- Opening Delimiter -
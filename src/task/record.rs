//! The task record: the central entity tracked by the store.

use chrono::{DateTime, Utc};
use serde::{Deserialize, Serialize};
use typed_builder::TypedBuilder;
use uuid::Uuid;

/// Lifecycle states a task can occupy. See the state machine in
/// `SPEC_FULL.md` §4.6 for the legal transition graph.
#[derive(Debug, Clone, Copy, PartialEq, Eq, Serialize, Deserialize, Default)]
#[serde(rename_all = "UPPERCASE")]
pub enum TaskStatus {
    #[default]
    Pending,
    Retry,
    Received,
    Started,
    Revoked,
    Failure,
    Success,
    /// Only ever produced as a query answer for a missing record, never
    /// stored.
    Unknown,
}

impl TaskStatus {
    /// `FULL_RUN_STATES`: the task actually ran to completion.
    pub fn is_full_run(self) -> bool {
        matches!(self, TaskStatus::Failure | TaskStatus::Success)
    }

    /// `READY_STATES`: the task has finished, one way or another.
    pub fn is_ready(self) -> bool {
        matches!(
            self,
            TaskStatus::Revoked | TaskStatus::Failure | TaskStatus::Success
        )
    }

    /// Whether `self -> next` is a legal transition per the state machine.
    pub fn can_transition_to(self, next: TaskStatus) -> bool {
        use TaskStatus::*;
        matches!(
            (self, next),
            (Pending, Received)
                | (Pending, Revoked)
                | (Received, Started)
                | (Received, Revoked)
                | (Started, Success)
                | (Started, Failure)
                | (Started, Retry)
                | (Started, Revoked)
                | (Retry, Received)
        )
    }
}

/// Why a task was revoked. Distinct from `status` so callers can tell
/// an expired task from a timed-out one without parsing `result`.
#[derive(Debug, Clone, PartialEq, Eq, Serialize, Deserialize)]
pub enum RevokedReason {
    /// The task's `expiry` passed before a worker picked it up.
    Expired,
    /// The job callable exceeded its execution timeout.
    Timeout,
    /// The reaper observed a worker crash mid-task.
    WorkerLost,
    /// An explicit caller-supplied revocation.
    Requested(String),
}

/// The outcome of a terminal task, carried in `result`.
#[derive(Debug, Clone, Serialize, Deserialize)]
#[serde(tag = "kind", rename_all = "snake_case")]
pub enum TaskResult {
    Value(serde_json::Value),
    Error(String),
}

/// A single invocation of a job with bound arguments and a lifecycle.
#[derive(Debug, Clone, Serialize, Deserialize, TypedBuilder)]
#[builder(field_defaults(setter(into)))]
pub struct TaskRecord {
    #[builder(default = Uuid::new_v4())]
    pub id: Uuid,

    pub name: String,

    #[builder(default)]
    pub args: Vec<serde_json::Value>,
    #[builder(default)]
    pub kwargs: serde_json::Map<String, serde_json::Value>,

    #[builder(default)]
    pub status: TaskStatus,

    #[builder(default = Utc::now())]
    pub time_executed: DateTime<Utc>,
    #[builder(default, setter(strip_option))]
    pub time_start: Option<DateTime<Utc>>,
    #[builder(default, setter(strip_option))]
    pub time_end: Option<DateTime<Utc>>,

    pub expiry: DateTime<Utc>,
    pub timeout_secs: u64,

    #[builder(default, setter(strip_option))]
    pub result: Option<TaskResult>,
    #[builder(default, setter(strip_option))]
    pub revoked_reason: Option<RevokedReason>,

    #[builder(default, setter(strip_option))]
    pub from_task: Option<Uuid>,

    #[builder(default)]
    pub retry_count: u32,
}

impl TaskRecord {
    /// Apply a status transition, enforcing the state machine and the
    /// timestamp invariants. Terminal records refuse every transition.
    pub fn transition(&mut self, next: TaskStatus) -> Result<(), crate::errors::StoreError> {
        if self.status.is_ready() {
            return Err(crate::errors::StoreError::IllegalTransition {
                id: self.id,
                from: self.status,
                to: next,
            });
        }
        if !self.status.can_transition_to(next) {
            return Err(crate::errors::StoreError::IllegalTransition {
                id: self.id,
                from: self.status,
                to: next,
            });
        }

        match next {
            TaskStatus::Started => self.time_start = Some(Utc::now()),
            TaskStatus::Success | TaskStatus::Failure | TaskStatus::Revoked => {
                self.time_end = Some(Utc::now())
            }
            TaskStatus::Retry => self.retry_count += 1,
            _ => {}
        }
        self.status = next;
        Ok(())
    }

    /// Whether this record is in a non-terminal state with the same
    /// job name and args as `other` — used by the overlap guard.
    pub fn conflicts_with(&self, name: &str, args: &[serde_json::Value]) -> bool {
        !self.status.is_ready() && self.name == name && self.args == args
    }
}

#[cfg(test)]
mod tests {
    use super::*;

    fn sample() -> TaskRecord {
        TaskRecord::builder()
            .name("Addition")
            .expiry(Utc::now() + chrono::Duration::seconds(60))
            .timeout_secs(30u64)
            .build()
    }

    #[test]
    fn legal_path_succeeds() {
        let mut task = sample();
        task.transition(TaskStatus::Received).unwrap();
        task.transition(TaskStatus::Started).unwrap();
        task.transition(TaskStatus::Success).unwrap();
        assert_eq!(task.status, TaskStatus::Success);
        assert!(task.time_start.is_some());
        assert!(task.time_end.is_some());
    }

    #[test]
    fn retry_cycles_back_to_received() {
        let mut task = sample();
        task.transition(TaskStatus::Received).unwrap();
        task.transition(TaskStatus::Started).unwrap();
        task.transition(TaskStatus::Retry).unwrap();
        assert_eq!(task.status, TaskStatus::Retry);
        assert_eq!(task.retry_count, 1);
        task.transition(TaskStatus::Received).unwrap();
        assert_eq!(task.status, TaskStatus::Received);
    }

    #[test]
    fn terminal_state_is_immutable() {
        let mut task = sample();
        task.transition(TaskStatus::Received).unwrap();
        task.transition(TaskStatus::Started).unwrap();
        task.transition(TaskStatus::Success).unwrap();
        assert!(task.transition(TaskStatus::Failure).is_err());
    }

    #[test]
    fn illegal_jump_is_rejected() {
        let mut task = sample();
        assert!(task.transition(TaskStatus::Started).is_err());
    }
}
- Closing Delimiter -
_Work to be completed_
The required output is the complete set of records, reproduced exactly.

_Expected answer_
filename src/task/record.rs
//! The task record: the central entity tracked by the store.

use chrono::{DateTime, Utc};
use serde::{Deserialize, Serialize};
use typed_builder::TypedBuilder;
use uuid::Uuid;

/// Lifecycle states a task can occupy. See the state machine in
/// `SPEC_FULL.md` §4.6 for the legal transition graph.
#[derive(Debug, Clone, Copy, PartialEq, Eq, Serialize, Deserialize, Default)]
#[serde(rename_all = "UPPERCASE")]
pub enum TaskStatus {
    #[default]
    Pending,
    Retry,
    Received,
    Started,
    Revoked,
    Failure,
    Success,
    /// Only ever produced as a query answer for a missing record, never
    /// stored.
    Unknown,
}

impl TaskStatus {
    /// `FULL_RUN_STATES`: the task actually ran to completion.
    pub fn is_full_run(self) -> bool {
        matches!(self, TaskStatus::Failure | TaskStatus::Success)
    }

    /// `READY_STATES`: the task has finished, one way or another.
    pub fn is_ready(self) -> bool {
        matches!(
            self,
            TaskStatus::Revoked | TaskStatus::Failure | TaskStatus::Success
        )
    }

    /// Whether `self -> next` is a legal transition per the state machine.
    pub fn can_transition_to(self, next: TaskStatus) -> bool {
        use TaskStatus::*;
        matches!(
            (self, next),
            (Pending, Received)
                | (Pending, Revoked)
                | (Received, Started)
                | (Received, Revoked)
                | (Started, Success)
                | (Started, Failure)
                | (Started, Retry)
                | (Started, Revoked)
                | (Retry, Received)
        )
    }
}

/// Why a task was revoked. Distinct from `status` so callers can tell
/// an expired task from a timed-out one without parsing `result`.
#[derive(Debug, Clone, PartialEq, Eq, Serialize, Deserialize)]
pub enum RevokedReason {
    /// The task's `expiry` passed before a worker picked it up.
    Expired,
    /// The job callable exceeded its execution timeout.
    Timeout,
    /// The reaper observed a worker crash mid-task.
    WorkerLost,
    /// An explicit caller-supplied revocation.
    Requested(String),
}

/// The outcome of a terminal task, carried in `result`.
#[derive(Debug, Clone, Serialize, Deserialize)]
#[serde(tag = "kind", rename_all = "snake_case")]
pub enum TaskResult {
    Value(serde_json::Value),
    Error(String),
}

/// A single invocation of a job with bound arguments and a lifecycle.
#[derive(Debug, Clone, Serialize, Deserialize, TypedBuilder)]
#[builder(field_defaults(setter(into)))]
pub struct TaskRecord {
    #[builder(default = Uuid::new_v4())]
    pub id: Uuid,

    pub name: String,

    #[builder(default)]
    pub args: Vec<serde_json::Value>,
    #[builder(default)]
    pub kwargs: serde_json::Map<String, serde_json::Value>,

    #[builder(default)]
    pub status: TaskStatus,

    #[builder(default = Utc::now())]
    pub time_executed: DateTime<Utc>,
    #[builder(default, setter(strip_option))]
    pub time_start: Option<DateTime<Utc>>,
    #[builder(default, setter(strip_option))]
    pub time_end: Option<DateTime<Utc>>,

    pub expiry: DateTime<Utc>,
    pub timeout_secs: u64,

    #[builder(default, setter(strip_option))]
    pub result: Option<TaskResult>,
    #[builder(default, setter(strip_option))]
    pub revoked_reason: Option<RevokedReason>,

    #[builder(default, setter(strip_option))]
    pub from_task: Option<Uuid>,

    #[builder(default)]
    pub retry_count: u32,
}

impl TaskRecord {
    /// Apply a status transition, enforcing the state machine and the
    /// timestamp invariants. Terminal records refuse every transition.
    pub fn transition(&mut self, next: TaskStatus) -> Result<(), crate::errors::StoreError> {
        if self.status.is_ready() {
            return Err(crate::errors::StoreError::IllegalTransition {
                id: self.id,
                from: self.status,
                to: next,
            });
        }
        if !self.status.can_transition_to(next) {
            return Err(crate::errors::StoreError::IllegalTransition {
                id: self.id,
                from: self.status,
                to: next,
            });
        }

        match next {
            TaskStatus::Started => self.time_start = Some(Utc::now()),
            TaskStatus::Success | TaskStatus::Failure | TaskStatus::Revoked => {
                self.time_end = Some(Utc::now())
            }
            TaskStatus::Retry => self.retry_count += 1,
            _ => {}
        }
        self.status = next;
        Ok(())
    }

    /// Whether this record is in a non-terminal state with the same
    /// job name and args as `other` — used by the overlap guard.
    pub fn conflicts_with(&self, name: &str, args: &[serde_json::Value]) -> bool {
        !self.status.is_ready() && self.name == name && self.args == args
    }
}

#[cfg(test)]
mod tests {
    use super::*;

    fn sample() -> TaskRecord {
        TaskRecord::builder()
            .name("Addition")
            .expiry(Utc::now() + chrono::Duration::seconds(60))
            .timeout_secs(30u64)
            .build()
    }

    #[test]
    fn legal_path_succeeds() {
        let mut task = sample();
        task.transition(TaskStatus::Received).unwrap();
        task.transition(TaskStatus::Started).unwrap();
        task.transition(TaskStatus::Success).unwrap();
        assert_eq!(task.status, TaskStatus::Success);
        assert!(task.time_start.is_some());
        assert!(task.time_end.is_some());
    }

    #[test]
    fn retry_cycles_back_to_received() {
        let mut task = sample();
        task.transition(TaskStatus::Received).unwrap();
        task.transition(TaskStatus::Started).unwrap();
        task.transition(TaskStatus::Retry).unwrap();
        assert_eq!(task.status, TaskStatus::Retry);
        assert_eq!(task.retry_count, 1);
        task.transition(TaskStatus::Received).unwrap();
        assert_eq!(task.status, TaskStatus::Received);
    }

    #[test]
    fn terminal_state_is_immutable() {
        let mut task = sample();
        task.transition(TaskStatus::Received).unwrap();
        task.transition(TaskStatus::Started).unwrap();
        task.transition(TaskStatus::Success).unwrap();
        assert!(task.transition(TaskStatus::Failure).is_err());
    }

    #[test]
    fn illegal_jump_is_rejected() {
        let mut task = sample();
        assert!(task.transition(TaskStatus::Started).is_err());
    }
}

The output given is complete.